The U.S. Access Board is a federal agency that promotes equality for people with disabilities through leadership in accessible design and the development of accessibility guidelines and standards for the built environment, transportation, communication, medical diagnostic equipment, and information technology. A recent study sponsored by the Board on the accessibility of trail surface materials has been completed by the National Center on Accessibility (NCA) at Indiana University. The project assessed the firmness and stability of 11 different types of natural aggregate and treated soil surfaces over a four-year period to determine their effectiveness after exposure to the elements, freeze and thaw cycles, and other factors. Most trail segments tested were treated with a stabilizer.

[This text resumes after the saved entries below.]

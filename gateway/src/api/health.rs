//! Liveness and readiness endpoints.

use std::sync::Arc;

use axum::extract::State;
use axum::routing::get;
use axum::{Json, Router};
use serde::Serialize;
use serde_json::{json, Value};

use crate::lifecycle::{BackendStatus, Gateway};

pub fn router() -> Router<Arc<Gateway>> {
    Router::new()
        .route("/hello", get(hello))
        .route("/health", get(health))
}

/// GET /hello - smoke test.
pub async fn hello() -> Json<Value> {
    Json(json!({ "message": "hello world" }))
}

#[derive(Debug, Serialize)]
struct HealthResponse {
    status: &'static str,
    version: &'static str,
    backends: BackendStatus,
}

/// GET /health - process is up; reports whether backends are ready.
async fn health(State(gateway): State<Arc<Gateway>>) -> Json<HealthResponse> {
    Json(HealthResponse {
        status: "ok",
        version: env!("CARGO_PKG_VERSION"),
        backends: gateway.status(),
    })
}
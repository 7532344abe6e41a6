//! Client for the Ollama daemon's HTTP API.

use std::fmt;
use std::sync::{PoisonError, RwLock};
use std::time::Duration;

use inference_gateway_common::{ChatResponse, GenerateResponse, Message, Options};
use reqwest::{Client, StatusCode};
use serde::de::DeserializeOwned;
use serde::{Deserialize, Serialize};

use crate::config::BackendConfig;

/// Which backend call failed, for error messages.
#[derive(Debug, Clone, Copy, PartialEq, Eq)]
pub enum Operation {
    Generate,
    Chat,
}

impl fmt::Display for Operation {
    fn fmt(&self, f: &mut fmt::Formatter<'_>) -> fmt::Result {
        match self {
            Operation::Generate => f.write_str("generate"),
            Operation::Chat => f.write_str("chat"),
        }
    }
}

#[derive(Debug, thiserror::Error)]
pub enum OllamaError {
    #[error("Ollama {operation} failed: {source}")]
    Transport {
        operation: Operation,
        source: reqwest::Error,
    },

    #[error("Ollama {operation} failed: backend returned {status}: {body}")]
    Status {
        operation: Operation,
        status: StatusCode,
        body: String,
    },

    #[error("Ollama {operation} failed: invalid response: {reason}")]
    InvalidResponse { operation: Operation, reason: String },

    #[error("Ollama client is closed")]
    Closed,

    #[error("Failed to create HTTP client: {0}")]
    Build(reqwest::Error),
}

/// Pooled connection to one Ollama daemon.
///
/// Never retries; every failure goes straight back to the caller.
pub struct OllamaClient {
    http_client: RwLock<Option<Client>>,
    base_url: String,
}

// ============================================================================
// Ollama API types
// ============================================================================

#[derive(Debug, Serialize)]
struct OllamaGenerateRequest<'a> {
    model: &'a str,
    prompt: &'a str,
    stream: bool,
    #[serde(skip_serializing_if = "Option::is_none")]
    options: Option<&'a Options>,
}

#[derive(Debug, Serialize)]
struct OllamaChatRequest<'a> {
    model: &'a str,
    messages: &'a [Message],
    stream: bool,
    #[serde(skip_serializing_if = "Option::is_none")]
    options: Option<&'a Options>,
}

#[derive(Debug, Deserialize)]
struct OllamaGenerateResponse {
    response: String,
    #[serde(default)]
    model: Option<String>,
    #[serde(flatten)]
    meta: OllamaTimings,
}

#[derive(Debug, Deserialize)]
struct OllamaChatResponse {
    message: Message,
    #[serde(default)]
    model: Option<String>,
    #[serde(flatten)]
    meta: OllamaTimings,
}

#[derive(Debug, Default, Deserialize)]
struct OllamaTimings {
    #[serde(default)]
    created_at: Option<String>,
    #[serde(default)]
    done: Option<bool>,
    #[serde(default)]
    eval_count: Option<u64>,
    #[serde(default)]
    eval_duration: Option<u64>,
    #[serde(default)]
    total_duration: Option<u64>,
}

/// Empty option maps are sent as absent.
fn non_empty(options: Option<&Options>) -> Option<&Options> {
    options.filter(|o| !o.is_empty())
}

impl OllamaClient {
    pub fn new(
        base_url: &str,
        timeout: Duration,
        connect_timeout: Duration,
    ) -> Result<Self, OllamaError> {
        let http_client = Client::builder()
            .timeout(timeout)
            .connect_timeout(connect_timeout)
            .build()
            .map_err(OllamaError::Build)?;

        Ok(Self {
            http_client: RwLock::new(Some(http_client)),
            base_url: base_url.trim_end_matches('/').to_string(),
        })
    }

    pub fn from_config(config: &BackendConfig) -> Result<Self, OllamaError> {
        Self::new(
            config.ollama_base_url.as_str(),
            config.ollama_timeout,
            config.ollama_connect_timeout,
        )
    }

    pub fn base_url(&self) -> &str {
        &self.base_url
    }

    pub fn is_closed(&self) -> bool {
        self.client().is_err()
    }

    /// POST /api/generate
    pub async fn generate(
        &self,
        model: &str,
        prompt: &str,
        options: Option<&Options>,
    ) -> Result<GenerateResponse, OllamaError> {
        let request = OllamaGenerateRequest {
            model,
            prompt,
            stream: false,
            options: non_empty(options),
        };
        let reply: OllamaGenerateResponse =
            self.post(Operation::Generate, "/api/generate", &request).await?;

        Ok(GenerateResponse {
            response: reply.response,
            model: reply.model.unwrap_or_else(|| model.to_string()),
            created_at: reply.meta.created_at,
            done: reply.meta.done,
            eval_count: reply.meta.eval_count,
            eval_duration: reply.meta.eval_duration,
            total_duration: reply.meta.total_duration,
        })
    }

    /// POST /api/chat
    pub async fn chat(
        &self,
        model: &str,
        messages: &[Message],
        options: Option<&Options>,
    ) -> Result<ChatResponse, OllamaError> {
        let request = OllamaChatRequest {
            model,
            messages,
            stream: false,
            options: non_empty(options),
        };
        let reply: OllamaChatResponse = self.post(Operation::Chat, "/api/chat", &request).await?;

        Ok(ChatResponse {
            message: reply.message,
            model: reply.model.unwrap_or_else(|| model.to_string()),
            created_at: reply.meta.created_at,
            done: reply.meta.done,
            eval_count: reply.meta.eval_count,
            eval_duration: reply.meta.eval_duration,
            total_duration: reply.meta.total_duration,
        })
    }

    /// Drop the connection pool. Later calls fail with `Closed`.
    pub fn close(&self) {
        let previous = self
            .http_client
            .write()
            .unwrap_or_else(PoisonError::into_inner)
            .take();
        if previous.is_some() {
            tracing::info!("Ollama client at {} closed", self.base_url);
        }
    }

    fn client(&self) -> Result<Client, OllamaError> {
        self.http_client
            .read()
            .unwrap_or_else(PoisonError::into_inner)
            .clone()
            .ok_or(OllamaError::Closed)
    }

    async fn post<Req, Resp>(
        &self,
        operation: Operation,
        path: &str,
        payload: &Req,
    ) -> Result<Resp, OllamaError>
    where
        Req: Serialize + ?Sized,
        Resp: DeserializeOwned,
    {
        let client = self.client()?;
        let url = format!("{}{}", self.base_url, path);

        tracing::debug!("Sending {} request to Ollama: {}", operation, url);

        let response = client
            .post(&url)
            .json(payload)
            .send()
            .await
            .map_err(|source| OllamaError::Transport { operation, source })?;

        if !response.status().is_success() {
            let status = response.status();
            let body = response.text().await.unwrap_or_default();
            return Err(OllamaError::Status {
                operation,
                status,
                body: body.trim().to_string(),
            });
        }

        response
            .json()
            .await
            .map_err(|e| OllamaError::InvalidResponse {
                operation,
                reason: e.to_string(),
            })
    }
}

There are an estimated 56.7 million people with disabilities in the United States (U.S. Census Bureau, 2010). Approximately one in five individuals have some type of functional limitation that substantially limits one or more major life activities.  Growing public awareness of the barriers to persons with disabilities has led to several pieces of federal legislation that have an effect on the design of recreation facilities. In order for people with disabilities to benefit on the same level as people without disabilities, leisure and recreation services must be inclusive and accessible. Recreation opportunities give people with and without disabilities the opportunity to increase their quality of life and to benefit from and contribute to their own health and wellness (NCA). The report follows many years of interest by the NCA at Indiana University on how to make natural surface trails that would blend in and be friendly to the environment AND that would be firm and stable so people with disabilities could have a quality trail experience.